[Opening AVAILABLE DATA section]

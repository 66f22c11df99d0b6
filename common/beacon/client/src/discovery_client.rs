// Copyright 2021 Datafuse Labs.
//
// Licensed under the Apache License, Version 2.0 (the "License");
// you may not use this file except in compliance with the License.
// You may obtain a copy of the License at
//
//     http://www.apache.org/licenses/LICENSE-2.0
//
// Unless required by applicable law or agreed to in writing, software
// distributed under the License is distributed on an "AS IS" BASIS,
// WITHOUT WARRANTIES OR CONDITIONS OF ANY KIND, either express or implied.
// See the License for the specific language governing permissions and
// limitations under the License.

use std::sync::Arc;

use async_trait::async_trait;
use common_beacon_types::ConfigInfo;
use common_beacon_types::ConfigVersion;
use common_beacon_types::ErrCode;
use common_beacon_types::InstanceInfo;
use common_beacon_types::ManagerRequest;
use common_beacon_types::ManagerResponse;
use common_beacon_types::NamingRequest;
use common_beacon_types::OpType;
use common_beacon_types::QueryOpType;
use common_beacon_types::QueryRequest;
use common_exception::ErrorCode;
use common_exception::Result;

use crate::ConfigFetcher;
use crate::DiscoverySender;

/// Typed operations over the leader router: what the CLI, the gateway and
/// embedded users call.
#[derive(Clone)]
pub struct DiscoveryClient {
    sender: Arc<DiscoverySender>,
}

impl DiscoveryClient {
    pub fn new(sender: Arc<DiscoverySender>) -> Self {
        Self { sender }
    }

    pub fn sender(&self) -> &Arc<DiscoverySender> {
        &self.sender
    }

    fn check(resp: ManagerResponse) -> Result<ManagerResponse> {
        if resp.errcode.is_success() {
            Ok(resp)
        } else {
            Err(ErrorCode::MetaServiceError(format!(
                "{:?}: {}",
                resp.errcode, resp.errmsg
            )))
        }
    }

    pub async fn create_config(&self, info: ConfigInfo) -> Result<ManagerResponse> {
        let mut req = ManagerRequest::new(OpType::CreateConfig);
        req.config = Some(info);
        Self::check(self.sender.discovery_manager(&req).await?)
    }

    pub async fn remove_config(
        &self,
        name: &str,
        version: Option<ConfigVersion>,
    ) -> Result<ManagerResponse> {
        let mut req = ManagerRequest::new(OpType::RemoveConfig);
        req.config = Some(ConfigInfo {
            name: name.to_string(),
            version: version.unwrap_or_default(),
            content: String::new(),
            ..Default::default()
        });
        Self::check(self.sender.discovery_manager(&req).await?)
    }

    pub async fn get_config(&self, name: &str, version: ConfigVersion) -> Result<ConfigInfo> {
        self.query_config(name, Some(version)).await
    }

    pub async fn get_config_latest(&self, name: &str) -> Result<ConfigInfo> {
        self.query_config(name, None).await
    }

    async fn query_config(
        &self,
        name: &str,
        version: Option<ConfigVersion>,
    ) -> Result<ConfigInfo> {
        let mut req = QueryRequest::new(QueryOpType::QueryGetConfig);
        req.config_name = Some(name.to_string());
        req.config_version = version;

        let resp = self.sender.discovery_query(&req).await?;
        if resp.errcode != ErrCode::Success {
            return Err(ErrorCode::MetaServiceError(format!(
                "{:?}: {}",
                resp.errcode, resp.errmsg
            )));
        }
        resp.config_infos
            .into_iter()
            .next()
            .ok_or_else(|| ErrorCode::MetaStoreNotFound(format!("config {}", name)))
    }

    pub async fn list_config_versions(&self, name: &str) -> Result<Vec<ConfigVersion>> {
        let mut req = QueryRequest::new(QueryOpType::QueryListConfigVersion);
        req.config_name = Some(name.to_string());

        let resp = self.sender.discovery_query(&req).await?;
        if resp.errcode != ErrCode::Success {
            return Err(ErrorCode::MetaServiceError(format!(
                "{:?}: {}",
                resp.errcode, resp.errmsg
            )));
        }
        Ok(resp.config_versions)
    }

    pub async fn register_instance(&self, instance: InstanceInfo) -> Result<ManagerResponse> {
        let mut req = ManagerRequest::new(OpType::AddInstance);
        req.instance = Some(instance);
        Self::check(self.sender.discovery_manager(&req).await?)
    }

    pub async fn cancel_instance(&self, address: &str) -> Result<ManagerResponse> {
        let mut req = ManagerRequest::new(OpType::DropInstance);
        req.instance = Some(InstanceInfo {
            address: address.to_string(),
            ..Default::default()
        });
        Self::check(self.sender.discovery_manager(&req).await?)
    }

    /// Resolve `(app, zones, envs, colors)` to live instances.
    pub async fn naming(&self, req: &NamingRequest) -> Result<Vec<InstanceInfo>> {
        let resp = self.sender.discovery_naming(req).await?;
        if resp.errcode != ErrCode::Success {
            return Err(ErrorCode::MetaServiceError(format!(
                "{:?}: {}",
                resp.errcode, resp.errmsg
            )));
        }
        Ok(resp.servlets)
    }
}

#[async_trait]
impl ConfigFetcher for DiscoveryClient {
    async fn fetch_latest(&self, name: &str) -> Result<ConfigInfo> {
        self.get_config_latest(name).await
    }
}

[Closing AVAILABLE DATA section]

*YOUR ASSIGNMENT:* For each line above that contains the word "ConfigInfo", make a copy.

*ANSWER SECTION:*
use common_beacon_types::ConfigInfo;
    pub async fn create_config(&self, info: ConfigInfo) -> Result<ManagerResponse> {
        req.config = Some(ConfigInfo {
    pub async fn get_config(&self, name: &str, version: ConfigVersion) -> Result<ConfigInfo> {
    pub async fn get_config_latest(&self, name: &str) -> Result<ConfigInfo> {
    ) -> Result<ConfigInfo> {
    async fn fetch_latest(&self, name: &str) -> Result<ConfigInfo> {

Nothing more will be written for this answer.